On Thursday 20 November at the Holiday Inn, Winchester, local Soroptimist, international jewellery expert and published author Beatriz Chadour-Sampson spoke to us about her book: “Barbara Cartlidge and Electrum Gallery. A Passion for Jewellery”
Beatriz says: “This is about the amazing personality Barbara Cartlidge who came from Berlin and lived most of her life in London. She was a strong woman, and her true story about escaping Nazi Germany is fascinating and very current.”

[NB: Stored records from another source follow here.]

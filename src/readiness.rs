//! Per-round readiness and quorum protocol.
//!
//! Every client decides on its own when a round is over. It signals readiness
//! to the relay, counts the readiness the relay reports back (an aggregate
//! count, or one signal per peer), and advances once the count covers
//! everyone it expects. Two timers keep the round live when the
//! relay or peers go quiet:
//!
//! - the **countdown** forces local readiness when it reaches zero;
//! - the **grace period**, armed at countdown expiry after a successful
//!   signal, forces advancement if no quorum shows up in time.
//!
//! If the readiness signal cannot be sent at all, the round falls back to
//! local readiness and advances at once, since no quorum can be observed
//! through a dead connection.
//!
//! The grace fallback trades agreement for liveness: a client may advance
//! while a slow peer is still on the previous round.
//!
//! [`RoundReadiness`] is the synchronous per-round state machine. Every path
//! to advancement goes through [`RoundReadiness::trigger_advance`], which
//! succeeds at most once per round. [`ReadinessCoordinator`] runs the machine
//! on a background task together with its timers.

use std::collections::HashSet;
use std::time::Duration;

use tokio::sync::{mpsc, oneshot, watch};
use tracing::{debug, info, warn};

use crate::config::ReadinessConfig;
use crate::connection::FrameSink;
use crate::protocol::{ClientFrame, PlayerId, ResultsReadyPayload};
use crate::timer::Deadline;

const SHUTDOWN_TIMEOUT: Duration = Duration::from_secs(1);

// ── Types ───────────────────────────────────────────────────────────

/// Where the local client is in a round.
#[derive(Debug, Clone, Copy, PartialEq, Eq, Default)]
pub enum ReadinessPhase {
    #[default]
    Idle,
    /// Readiness decided; the signal is being sent.
    LocallyReady,
    /// The relay accepted the signal; waiting for quorum.
    SignalSent,
    /// The signal could not be sent; readiness is local only.
    LocalFallback,
    Advanced,
}

/// Which trigger ended the round.
#[derive(Debug, Clone, Copy, PartialEq, Eq)]
pub enum AdvanceReason {
    Quorum,
    LocalFallback,
    GracePeriod,
}

/// Emitted exactly once per round when it is safe to move on.
#[derive(Debug, Clone, Copy, PartialEq, Eq)]
pub struct Advance {
    pub round: u32,
    pub reason: AdvanceReason,
}

/// What countdown expiry led to.
#[derive(Debug, Clone, Copy, PartialEq, Eq)]
pub enum CountdownOutcome {
    Advanced(Advance),
    /// Signal is out but no quorum yet; the grace period should start.
    StartGrace,
    Nothing,
}

// ── State machine ───────────────────────────────────────────────────

/// Readiness state for a single round number.
#[derive(Debug, Clone, PartialEq, Eq)]
pub struct RoundReadiness {
    round_number: u32,
    phase: ReadinessPhase,
    self_signaled: bool,
    server_ready_count: u32,
    /// Last `readyCount` the relay reported.
    aggregate_ready: u32,
    /// Peers whose per-player signal said they are ready.
    ready_peers: HashSet<PlayerId>,
    /// Ready signals that named no player.
    anonymous_ready: u32,
    server_participants: u32,
    roster_size: u32,
    submitted_count: u32,
    expected_participants: u32,
    local_fallback_ready: bool,
    advance_triggered: bool,
}

impl RoundReadiness {
    /// A fresh `Idle` round, seeded with the current roster size.
    pub fn new(round_number: u32, roster_size: u32) -> Self {
        let mut round = Self {
            round_number,
            phase: ReadinessPhase::Idle,
            self_signaled: false,
            server_ready_count: 0,
            aggregate_ready: 0,
            ready_peers: HashSet::new(),
            anonymous_ready: 0,
            server_participants: 0,
            roster_size,
            submitted_count: 0,
            expected_participants: 0,
            local_fallback_ready: false,
            advance_triggered: false,
        };
        round.refresh_expected();
        round
    }

    pub fn round_number(&self) -> u32 {
        self.round_number
    }

    pub fn phase(&self) -> ReadinessPhase {
        self.phase
    }

    pub fn self_signaled(&self) -> bool {
        self.self_signaled
    }

    pub fn server_ready_count(&self) -> u32 {
        self.server_ready_count
    }

    pub fn expected_participants(&self) -> u32 {
        self.expected_participants
    }

    pub fn local_fallback_ready(&self) -> bool {
        self.local_fallback_ready
    }

    pub fn advance_triggered(&self) -> bool {
        self.advance_triggered
    }

    /// Declare local readiness, sending the signal through `send`.
    ///
    /// Only acts from `Idle`. A failed send moves to `LocalFallback` and
    /// advances immediately.
    pub fn mark_local_ready<F>(&mut self, send: F) -> Option<Advance>
    where
        F: FnOnce(&ClientFrame) -> bool,
    {
        if self.advance_triggered || self.phase != ReadinessPhase::Idle {
            return None;
        }
        self.phase = ReadinessPhase::LocallyReady;

        let frame = ClientFrame::ResultsReady(ResultsReadyPayload::signal(self.round_number));
        if send(&frame) {
            self.phase = ReadinessPhase::SignalSent;
            self.self_signaled = true;
            debug!(round = self.round_number, "readiness signal sent");
            self.evaluate()
        } else {
            self.phase = ReadinessPhase::LocalFallback;
            self.local_fallback_ready = true;
            self.refresh_expected();
            warn!(
                round = self.round_number,
                "readiness signal not sent, falling back to local readiness"
            );
            self.trigger_advance(AdvanceReason::LocalFallback)
        }
    }

    /// Fold in a relay `results-ready` frame. Other rounds are ignored.
    ///
    /// A frame carrying `readyCount` is an aggregate and replaces the last
    /// one. Otherwise it is a single signal: with a `playerId` it adds or
    /// withdraws that peer, without one it counts on its own. The ready count
    /// is the larger of the aggregate and the signals seen.
    pub fn observe_server(&mut self, payload: &ResultsReadyPayload) -> Option<Advance> {
        if payload.round_number != self.round_number {
            debug!(
                round = self.round_number,
                stale = payload.round_number,
                "ignoring readiness for another round"
            );
            return None;
        }
        match (payload.ready_count, payload.player_id.as_ref()) {
            (Some(count), _) => self.aggregate_ready = count,
            (None, Some(player)) if payload.ready => {
                self.ready_peers.insert(player.clone());
            }
            (None, Some(player)) => {
                self.ready_peers.remove(player);
            }
            (None, None) if payload.ready => {
                self.anonymous_ready = self.anonymous_ready.saturating_add(1);
            }
            (None, None) => self.anonymous_ready = self.anonymous_ready.saturating_sub(1),
        }
        let signaled = u32::try_from(self.ready_peers.len())
            .unwrap_or(u32::MAX)
            .saturating_add(self.anonymous_ready);
        self.server_ready_count = self.aggregate_ready.max(signaled);
        if let Some(total) = payload.total_players {
            self.server_participants = total;
        }
        self.evaluate()
    }

    pub fn observe_roster(&mut self, roster_size: u32) -> Option<Advance> {
        self.roster_size = roster_size;
        self.evaluate()
    }

    /// Distinct players with a submitted result this round.
    pub fn observe_submissions(&mut self, submitted: u32) -> Option<Advance> {
        self.submitted_count = submitted;
        self.evaluate()
    }

    /// `expected > 0` and every expected participant is accounted for.
    pub fn quorum_reached(&self) -> bool {
        let local = u32::from(self.local_fallback_ready);
        self.expected_participants > 0
            && self.server_ready_count.saturating_add(local) >= self.expected_participants
    }

    /// Countdown hit zero: force readiness, or ask for the grace period.
    pub fn countdown_expired<F>(&mut self, send: F) -> CountdownOutcome
    where
        F: FnOnce(&ClientFrame) -> bool,
    {
        if self.advance_triggered {
            return CountdownOutcome::Nothing;
        }
        if self.phase == ReadinessPhase::Idle {
            if let Some(advance) = self.mark_local_ready(send) {
                return CountdownOutcome::Advanced(advance);
            }
        }
        if self.phase == ReadinessPhase::SignalSent {
            CountdownOutcome::StartGrace
        } else {
            CountdownOutcome::Nothing
        }
    }

    /// The single gate to advancement. Returns `Some` only the first time.
    pub fn trigger_advance(&mut self, reason: AdvanceReason) -> Option<Advance> {
        if self.advance_triggered {
            return None;
        }
        self.advance_triggered = true;
        self.phase = ReadinessPhase::Advanced;
        Some(Advance {
            round: self.round_number,
            reason,
        })
    }

    fn refresh_expected(&mut self) {
        // No single source is authoritative early in a round, so take the
        // largest of what we know.
        let mut expected = self
            .roster_size
            .max(self.submitted_count)
            .max(self.server_participants);
        if self.local_fallback_ready {
            expected = expected.max(1);
        }
        self.expected_participants = expected;
    }

    fn evaluate(&mut self) -> Option<Advance> {
        self.refresh_expected();
        if self.quorum_reached() {
            self.trigger_advance(AdvanceReason::Quorum)
        } else {
            None
        }
    }
}

// ── Status ──────────────────────────────────────────────────────────

/// What the UI needs to render readiness.
#[derive(Debug, Clone, Copy, PartialEq, Eq, Default)]
pub struct ReadinessStatus {
    /// `None` before the first round is entered.
    pub round_number: Option<u32>,
    pub phase: ReadinessPhase,
    /// Whole ticks left on the countdown.
    pub countdown_remaining: u32,
    pub grace_active: bool,
    pub server_ready_count: u32,
    pub expected_participants: u32,
    pub advanced: bool,
}

// ── Coordinator ─────────────────────────────────────────────────────

#[derive(Debug)]
enum Command {
    EnterRound(u32),
    Reset,
    MarkReady,
    ResultsReady(ResultsReadyPayload),
    Roster(u32),
    Submissions { round: u32, count: u32 },
}

/// Cheap, clonable command handle onto a [`ReadinessCoordinator`].
///
/// All methods are non-blocking and safe to call from subscription callbacks;
/// commands are applied in the order they were issued. Once the coordinator
/// has shut down, commands are ignored.
#[derive(Debug, Clone)]
pub struct ReadinessHandle {
    cmd_tx: mpsc::UnboundedSender<Command>,
    status_rx: watch::Receiver<ReadinessStatus>,
}

impl ReadinessHandle {
    /// Reset for round `round` and start its countdown.
    ///
    /// Entering the round already in progress does nothing.
    pub fn enter_round(&self, round: u32) {
        self.command(Command::EnterRound(round));
    }

    /// Forget the current round and stop its timers, e.g. when a new match
    /// starts and round numbers begin again.
    pub fn reset(&self) {
        self.command(Command::Reset);
    }

    /// This client has finished the current round.
    pub fn mark_ready(&self) {
        self.command(Command::MarkReady);
    }

    /// A `results-ready` frame from the relay.
    pub fn observe_results_ready(&self, payload: ResultsReadyPayload) {
        self.command(Command::ResultsReady(payload));
    }

    /// Current roster size.
    pub fn observe_roster(&self, roster_size: u32) {
        self.command(Command::Roster(roster_size));
    }

    /// Players with a submitted result for `round`.
    pub fn observe_submissions(&self, round: u32, count: u32) {
        self.command(Command::Submissions { round, count });
    }

    pub fn status(&self) -> ReadinessStatus {
        *self.status_rx.borrow()
    }

    pub fn watch_status(&self) -> watch::Receiver<ReadinessStatus> {
        self.status_rx.clone()
    }

    fn command(&self, command: Command) {
        if self.cmd_tx.send(command).is_err() {
            debug!("readiness loop has stopped, ignoring command");
        }
    }
}

/// Runs [`RoundReadiness`] and its timers on a background task.
///
/// Dereferences to a [`ReadinessHandle`] for issuing commands.
pub struct ReadinessCoordinator {
    handle: ReadinessHandle,
    task: Option<tokio::task::JoinHandle<()>>,
    shutdown_tx: Option<oneshot::Sender<()>>,
}

impl ReadinessCoordinator {
    /// Spawn the coordinator. Readiness signals go out through `sink`;
    /// advancements arrive on the returned receiver.
    #[must_use = "the advance receiver must be used to learn when rounds end"]
    pub fn start<S: FrameSink>(
        sink: S,
        config: ReadinessConfig,
    ) -> (Self, mpsc::Receiver<Advance>) {
        let (cmd_tx, cmd_rx) = mpsc::unbounded_channel();
        let (advance_tx, advance_rx) = mpsc::channel(config.advance_channel_capacity.max(1));
        let (status_tx, status_rx) = watch::channel(ReadinessStatus::default());
        let (shutdown_tx, shutdown_rx) = oneshot::channel();

        let driver = Driver {
            sink,
            config,
            round: None,
            roster_size: 0,
            countdown: Deadline::idle(),
            grace: Deadline::idle(),
            countdown_remaining: 0,
            status_tx,
        };
        let task = tokio::spawn(readiness_loop(driver, cmd_rx, advance_tx, shutdown_rx));

        let coordinator = Self {
            handle: ReadinessHandle { cmd_tx, status_rx },
            task: Some(task),
            shutdown_tx: Some(shutdown_tx),
        };
        (coordinator, advance_rx)
    }

    pub fn handle(&self) -> ReadinessHandle {
        self.handle.clone()
    }

    /// Stop the background task and cancel its timers.
    pub async fn shutdown(&mut self) {
        if let Some(tx) = self.shutdown_tx.take() {
            let _ = tx.send(());
        }
        if let Some(mut task) = self.task.take() {
            if tokio::time::timeout(SHUTDOWN_TIMEOUT, &mut task)
                .await
                .is_err()
            {
                warn!("readiness loop did not exit within timeout; aborting task");
                task.abort();
            }
        }
    }
}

Following the meal, Beatriz told Barbara’s story of escape and her life as a Jewish refugee in Britain, and describe her achievements in the field of contemporary jewellery. Barbara only died this year, and in the end was suffering from Alzheimer’s disease so Beatriz was keen to make sure that the achievements of this remarkable woman did not go undocumented. Born in 1922 in Berlin, the youngest of four Feistman children, Barbara was christened Emma but adopted the name in preference to her given name. She escaped from Germany in 1938 to Copenhagen and later onward to England. She studied in London with ‘friendly alien’ status and even then showed signs of a remarkable artistic ability. She married Derrick Cartlidge in 1944 and they were both politically active in opposing the Vietnam war. She went on to design beautiful, groundbreaking pieces of jewellery and established the Electrum Gallery in London.
In the thirty-six years that Barbara Cartlidge ran the Electrum Gallery, over 1,000 artists exhibited in this pioneering site of international art jewellery. Her absolute passion for jewellery secured the success of this gallerist, author and jewellery artist. The first section of Beatriz’s book is dedicated to her biography and traces the Jewish girl born in 1922 in Berlin on her hazardous escape from Nazi Germany, her life as a war refugee and, finally, starting a family and founding the gallery in London. Part two introduces a representative selection of artists who have exhibited in the Electrum Gallery. Works that were first presented there can today be found in major museums across the globe. Memories of the vibrant jewellery scene and of the passionate gallerist Barbara Cartlidge are found alongside groundbreaking pieces by the artists.